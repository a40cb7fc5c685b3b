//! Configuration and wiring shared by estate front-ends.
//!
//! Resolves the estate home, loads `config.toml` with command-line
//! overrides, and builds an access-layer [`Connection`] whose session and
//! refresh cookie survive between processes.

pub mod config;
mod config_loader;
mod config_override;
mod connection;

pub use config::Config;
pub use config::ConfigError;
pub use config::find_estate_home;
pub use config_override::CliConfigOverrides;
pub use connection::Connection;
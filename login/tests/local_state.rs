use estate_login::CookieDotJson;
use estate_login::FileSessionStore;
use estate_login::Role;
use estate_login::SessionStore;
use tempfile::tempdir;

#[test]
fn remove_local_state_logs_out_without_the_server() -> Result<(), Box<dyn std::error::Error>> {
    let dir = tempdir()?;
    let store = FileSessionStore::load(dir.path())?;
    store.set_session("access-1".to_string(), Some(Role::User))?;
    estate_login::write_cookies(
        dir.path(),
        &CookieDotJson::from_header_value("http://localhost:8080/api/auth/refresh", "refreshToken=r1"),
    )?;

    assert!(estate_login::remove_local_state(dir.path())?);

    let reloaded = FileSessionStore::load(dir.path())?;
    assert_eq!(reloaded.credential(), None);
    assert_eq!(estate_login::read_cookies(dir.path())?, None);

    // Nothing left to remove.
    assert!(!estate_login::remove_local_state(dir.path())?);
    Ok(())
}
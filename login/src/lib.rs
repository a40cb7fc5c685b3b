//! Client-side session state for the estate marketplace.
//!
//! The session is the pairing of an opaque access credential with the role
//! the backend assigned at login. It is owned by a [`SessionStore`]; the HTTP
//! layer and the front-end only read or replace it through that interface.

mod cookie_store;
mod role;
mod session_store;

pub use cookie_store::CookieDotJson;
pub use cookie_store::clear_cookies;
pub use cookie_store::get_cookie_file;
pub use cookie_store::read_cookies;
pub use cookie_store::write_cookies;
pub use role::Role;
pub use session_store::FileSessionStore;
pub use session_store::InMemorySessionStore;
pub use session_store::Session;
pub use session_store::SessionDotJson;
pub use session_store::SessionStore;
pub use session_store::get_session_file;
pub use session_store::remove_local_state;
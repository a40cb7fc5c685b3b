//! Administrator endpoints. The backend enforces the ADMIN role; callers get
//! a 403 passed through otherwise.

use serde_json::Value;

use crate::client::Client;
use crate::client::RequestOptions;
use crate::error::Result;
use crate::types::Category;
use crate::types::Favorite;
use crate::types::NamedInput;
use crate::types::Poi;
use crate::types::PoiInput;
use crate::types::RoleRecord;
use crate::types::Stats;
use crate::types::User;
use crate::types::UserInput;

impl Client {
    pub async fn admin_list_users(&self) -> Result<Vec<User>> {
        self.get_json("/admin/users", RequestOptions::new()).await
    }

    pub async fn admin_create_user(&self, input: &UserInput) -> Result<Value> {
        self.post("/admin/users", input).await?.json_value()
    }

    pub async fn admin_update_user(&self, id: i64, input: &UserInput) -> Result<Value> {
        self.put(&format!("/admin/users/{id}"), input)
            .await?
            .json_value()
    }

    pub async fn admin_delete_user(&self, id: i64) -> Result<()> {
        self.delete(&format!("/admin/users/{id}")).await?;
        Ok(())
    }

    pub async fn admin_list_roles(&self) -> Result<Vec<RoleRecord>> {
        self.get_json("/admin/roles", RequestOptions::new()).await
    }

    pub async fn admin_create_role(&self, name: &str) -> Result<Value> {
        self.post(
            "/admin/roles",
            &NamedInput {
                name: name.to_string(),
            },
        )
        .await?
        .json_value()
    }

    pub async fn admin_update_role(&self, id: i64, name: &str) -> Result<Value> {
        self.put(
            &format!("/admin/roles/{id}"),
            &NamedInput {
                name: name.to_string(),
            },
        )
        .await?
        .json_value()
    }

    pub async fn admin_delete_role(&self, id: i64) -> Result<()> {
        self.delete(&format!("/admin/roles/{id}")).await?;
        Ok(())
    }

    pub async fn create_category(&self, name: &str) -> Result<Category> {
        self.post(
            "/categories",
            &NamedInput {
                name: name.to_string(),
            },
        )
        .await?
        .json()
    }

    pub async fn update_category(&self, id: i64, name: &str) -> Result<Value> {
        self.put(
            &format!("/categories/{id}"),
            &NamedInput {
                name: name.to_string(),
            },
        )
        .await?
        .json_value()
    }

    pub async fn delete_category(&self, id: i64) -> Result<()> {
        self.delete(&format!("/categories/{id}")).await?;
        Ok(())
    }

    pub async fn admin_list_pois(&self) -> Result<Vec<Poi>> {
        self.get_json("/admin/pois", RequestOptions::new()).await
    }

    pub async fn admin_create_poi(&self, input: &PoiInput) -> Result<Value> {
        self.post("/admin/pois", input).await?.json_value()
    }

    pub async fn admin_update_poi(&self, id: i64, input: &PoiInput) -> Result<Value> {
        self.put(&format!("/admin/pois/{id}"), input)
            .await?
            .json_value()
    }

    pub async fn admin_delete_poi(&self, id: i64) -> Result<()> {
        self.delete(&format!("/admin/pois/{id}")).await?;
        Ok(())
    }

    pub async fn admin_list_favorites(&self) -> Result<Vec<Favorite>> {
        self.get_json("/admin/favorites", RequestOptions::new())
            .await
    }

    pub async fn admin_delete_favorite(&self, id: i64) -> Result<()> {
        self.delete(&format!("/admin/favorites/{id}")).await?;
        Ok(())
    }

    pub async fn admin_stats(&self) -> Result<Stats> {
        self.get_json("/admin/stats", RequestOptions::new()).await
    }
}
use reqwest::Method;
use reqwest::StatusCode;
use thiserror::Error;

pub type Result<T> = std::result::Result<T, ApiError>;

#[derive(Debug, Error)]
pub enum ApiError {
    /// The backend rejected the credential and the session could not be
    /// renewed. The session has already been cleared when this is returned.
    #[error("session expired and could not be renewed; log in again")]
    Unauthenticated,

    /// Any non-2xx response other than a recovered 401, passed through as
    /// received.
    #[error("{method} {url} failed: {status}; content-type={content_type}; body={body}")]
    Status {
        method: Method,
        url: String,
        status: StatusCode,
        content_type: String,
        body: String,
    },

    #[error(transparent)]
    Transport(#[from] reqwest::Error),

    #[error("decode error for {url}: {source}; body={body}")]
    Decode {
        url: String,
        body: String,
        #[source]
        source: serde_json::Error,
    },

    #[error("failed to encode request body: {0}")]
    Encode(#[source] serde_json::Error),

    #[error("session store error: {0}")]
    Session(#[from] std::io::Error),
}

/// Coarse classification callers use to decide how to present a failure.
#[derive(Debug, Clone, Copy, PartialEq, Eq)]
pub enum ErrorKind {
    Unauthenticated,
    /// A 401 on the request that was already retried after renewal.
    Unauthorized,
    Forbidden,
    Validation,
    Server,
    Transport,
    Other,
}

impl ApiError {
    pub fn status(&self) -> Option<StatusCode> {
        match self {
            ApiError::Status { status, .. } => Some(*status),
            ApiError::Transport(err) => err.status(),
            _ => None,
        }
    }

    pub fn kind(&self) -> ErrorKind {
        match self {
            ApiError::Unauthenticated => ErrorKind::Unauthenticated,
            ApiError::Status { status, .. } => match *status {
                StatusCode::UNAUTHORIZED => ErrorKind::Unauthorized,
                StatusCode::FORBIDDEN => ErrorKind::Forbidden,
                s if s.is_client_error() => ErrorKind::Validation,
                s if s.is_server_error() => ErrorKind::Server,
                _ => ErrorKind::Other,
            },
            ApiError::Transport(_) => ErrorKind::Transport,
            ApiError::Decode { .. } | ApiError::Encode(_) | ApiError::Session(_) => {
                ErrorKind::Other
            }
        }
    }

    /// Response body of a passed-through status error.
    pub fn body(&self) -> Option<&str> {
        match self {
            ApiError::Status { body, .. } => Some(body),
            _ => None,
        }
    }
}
● ● ● ●
DIRECTIONS FOR THIS TASK. Could you write out all of the data again, exactly as given?

ANSWER BOX.
repository a40cb7fc5c685b3b
//! Configuration and wiring shared by estate front-ends.
//!
//! Resolves the estate home, loads `config.toml` with command-line
//! overrides, and builds an access-layer [`Connection`] whose session and
//! refresh cookie survive between processes.

pub mod config;
mod config_loader;
mod config_override;
mod connection;

pub use config::Config;
pub use config::ConfigError;
pub use config::find_estate_home;
pub use config_override::CliConfigOverrides;
pub use connection::Connection;
filename login/tests/local_state.rs
use estate_login::CookieDotJson;
use estate_login::FileSessionStore;
use estate_login::Role;
use estate_login::SessionStore;
use tempfile::tempdir;

#[test]
fn remove_local_state_logs_out_without_the_server() -> Result<(), Box<dyn std::error::Error>> {
    let dir = tempdir()?;
    let store = FileSessionStore::load(dir.path())?;
    store.set_session("access-1".to_string(), Some(Role::User))?;
    estate_login::write_cookies(
        dir.path(),
        &CookieDotJson::from_header_value("http://localhost:8080/api/auth/refresh", "refreshToken=r1"),
    )?;

    assert!(estate_login::remove_local_state(dir.path())?);

    let reloaded = FileSessionStore::load(dir.path())?;
    assert_eq!(reloaded.credential(), None);
    assert_eq!(estate_login::read_cookies(dir.path())?, None);

    // Nothing left to remove.
    assert!(!estate_login::remove_local_state(dir.path())?);
    Ok(())
}
filename login/src/lib.rs
repository a40cb7fc5c685b3b
//! Client-side session state for the estate marketplace.
//!
//! The session is the pairing of an opaque access credential with the role
//! the backend assigned at login. It is owned by a [`SessionStore`]; the HTTP
//! layer and the front-end only read or replace it through that interface.

mod cookie_store;
mod role;
mod session_store;

pub use cookie_store::CookieDotJson;
pub use cookie_store::clear_cookies;
pub use cookie_store::get_cookie_file;
pub use cookie_store::read_cookies;
pub use cookie_store::write_cookies;
pub use role::Role;
pub use session_store::FileSessionStore;
pub use session_store::InMemorySessionStore;
pub use session_store::Session;
pub use session_store::SessionDotJson;
pub use session_store::SessionStore;
pub use session_store::get_session_file;
pub use session_store::remove_local_state;
repository a40cb7fc5c685b3b
//! Administrator endpoints. The backend enforces the ADMIN role; callers get
//! a 403 passed through otherwise.

use serde_json::Value;

use crate::client::Client;
use crate::client::RequestOptions;
use crate::error::Result;
use crate::types::Category;
use crate::types::Favorite;
use crate::types::NamedInput;
use crate::types::Poi;
use crate::types::PoiInput;
use crate::types::RoleRecord;
use crate::types::Stats;
use crate::types::User;
use crate::types::UserInput;

impl Client {
    pub async fn admin_list_users(&self) -> Result<Vec<User>> {
        self.get_json("/admin/users", RequestOptions::new()).await
    }

    pub async fn admin_create_user(&self, input: &UserInput) -> Result<Value> {
        self.post("/admin/users", input).await?.json_value()
    }

    pub async fn admin_update_user(&self, id: i64, input: &UserInput) -> Result<Value> {
        self.put(&format!("/admin/users/{id}"), input)
            .await?
            .json_value()
    }

    pub async fn admin_delete_user(&self, id: i64) -> Result<()> {
        self.delete(&format!("/admin/users/{id}")).await?;
        Ok(())
    }

    pub async fn admin_list_roles(&self) -> Result<Vec<RoleRecord>> {
        self.get_json("/admin/roles", RequestOptions::new()).await
    }

    pub async fn admin_create_role(&self, name: &str) -> Result<Value> {
        self.post(
            "/admin/roles",
            &NamedInput {
                name: name.to_string(),
            },
        )
        .await?
        .json_value()
    }

    pub async fn admin_update_role(&self, id: i64, name: &str) -> Result<Value> {
        self.put(
            &format!("/admin/roles/{id}"),
            &NamedInput {
                name: name.to_string(),
            },
        )
        .await?
        .json_value()
    }

    pub async fn admin_delete_role(&self, id: i64) -> Result<()> {
        self.delete(&format!("/admin/roles/{id}")).await?;
        Ok(())
    }

    pub async fn create_category(&self, name: &str) -> Result<Category> {
        self.post(
            "/categories",
            &NamedInput {
                name: name.to_string(),
            },
        )
        .await?
        .json()
    }

    pub async fn update_category(&self, id: i64, name: &str) -> Result<Value> {
        self.put(
            &format!("/categories/{id}"),
            &NamedInput {
                name: name.to_string(),
            },
        )
        .await?
        .json_value()
    }

    pub async fn delete_category(&self, id: i64) -> Result<()> {
        self.delete(&format!("/categories/{id}")).await?;
        Ok(())
    }

    pub async fn admin_list_pois(&self) -> Result<Vec<Poi>> {
        self.get_json("/admin/pois", RequestOptions::new()).await
    }

    pub async fn admin_create_poi(&self, input: &PoiInput) -> Result<Value> {
        self.post("/admin/pois", input).await?.json_value()
    }

    pub async fn admin_update_poi(&self, id: i64, input: &PoiInput) -> Result<Value> {
        self.put(&format!("/admin/pois/{id}"), input)
            .await?
            .json_value()
    }

    pub async fn admin_delete_poi(&self, id: i64) -> Result<()> {
        self.delete(&format!("/admin/pois/{id}")).await?;
        Ok(())
    }

    pub async fn admin_list_favorites(&self) -> Result<Vec<Favorite>> {
        self.get_json("/admin/favorites", RequestOptions::new())
            .await
    }

    pub async fn admin_delete_favorite(&self, id: i64) -> Result<()> {
        self.delete(&format!("/admin/favorites/{id}")).await?;
        Ok(())
    }

    pub async fn admin_stats(&self) -> Result<Stats> {
        self.get_json("/admin/stats", RequestOptions::new()).await
    }
}
use reqwest::Method;
use reqwest::StatusCode;
use thiserror::Error;

pub type Result<T> = std::result::Result<T, ApiError>;

#[derive(Debug, Error)]
pub enum ApiError {
    /// The backend rejected the credential and the session could not be
    /// renewed. The session has already been cleared when this is returned.
    #[error("session expired and could not be renewed; log in again")]
    Unauthenticated,

    /// Any non-2xx response other than a recovered 401, passed through as
    /// received.
    #[error("{method} {url} failed: {status}; content-type={content_type}; body={body}")]
    Status {
        method: Method,
        url: String,
        status: StatusCode,
        content_type: String,
        body: String,
    },

    #[error(transparent)]
    Transport(#[from] reqwest::Error),

    #[error("decode error for {url}: {source}; body={body}")]
    Decode {
        url: String,
        body: String,
        #[source]
        source: serde_json::Error,
    },

    #[error("failed to encode request body: {0}")]
    Encode(#[source] serde_json::Error),

    #[error("session store error: {0}")]
    Session(#[from] std::io::Error),
}

/// Coarse classification callers use to decide how to present a failure.
#[derive(Debug, Clone, Copy, PartialEq, Eq)]
pub enum ErrorKind {
    Unauthenticated,
    /// A 401 on the request that was already retried after renewal.
    Unauthorized,
    Forbidden,
    Validation,
    Server,
    Transport,
    Other,
}

impl ApiError {
    pub fn status(&self) -> Option<StatusCode> {
        match self {
            ApiError::Status { status, .. } => Some(*status),
            ApiError::Transport(err) => err.status(),
            _ => None,
        }
    }

    pub fn kind(&self) -> ErrorKind {
        match self {
            ApiError::Unauthenticated => ErrorKind::Unauthenticated,
            ApiError::Status { status, .. } => match *status {
                StatusCode::UNAUTHORIZED => ErrorKind::Unauthorized,
                StatusCode::FORBIDDEN => ErrorKind::Forbidden,
                s if s.is_client_error() => ErrorKind::Validation,
                s if s.is_server_error() => ErrorKind::Server,
                _ => ErrorKind::Other,
            },
            ApiError::Transport(_) => ErrorKind::Transport,
            ApiError::Decode { .. } | ApiError::Encode(_) | ApiError::Session(_) => {
                ErrorKind::Other
            }
        }
    }

    /// Response body of a passed-through status error.
    pub fn body(&self) -> Option<&str> {
        match self {
            ApiError::Status { body, .. } => Some(body),
            _ => None,
        }
    }
}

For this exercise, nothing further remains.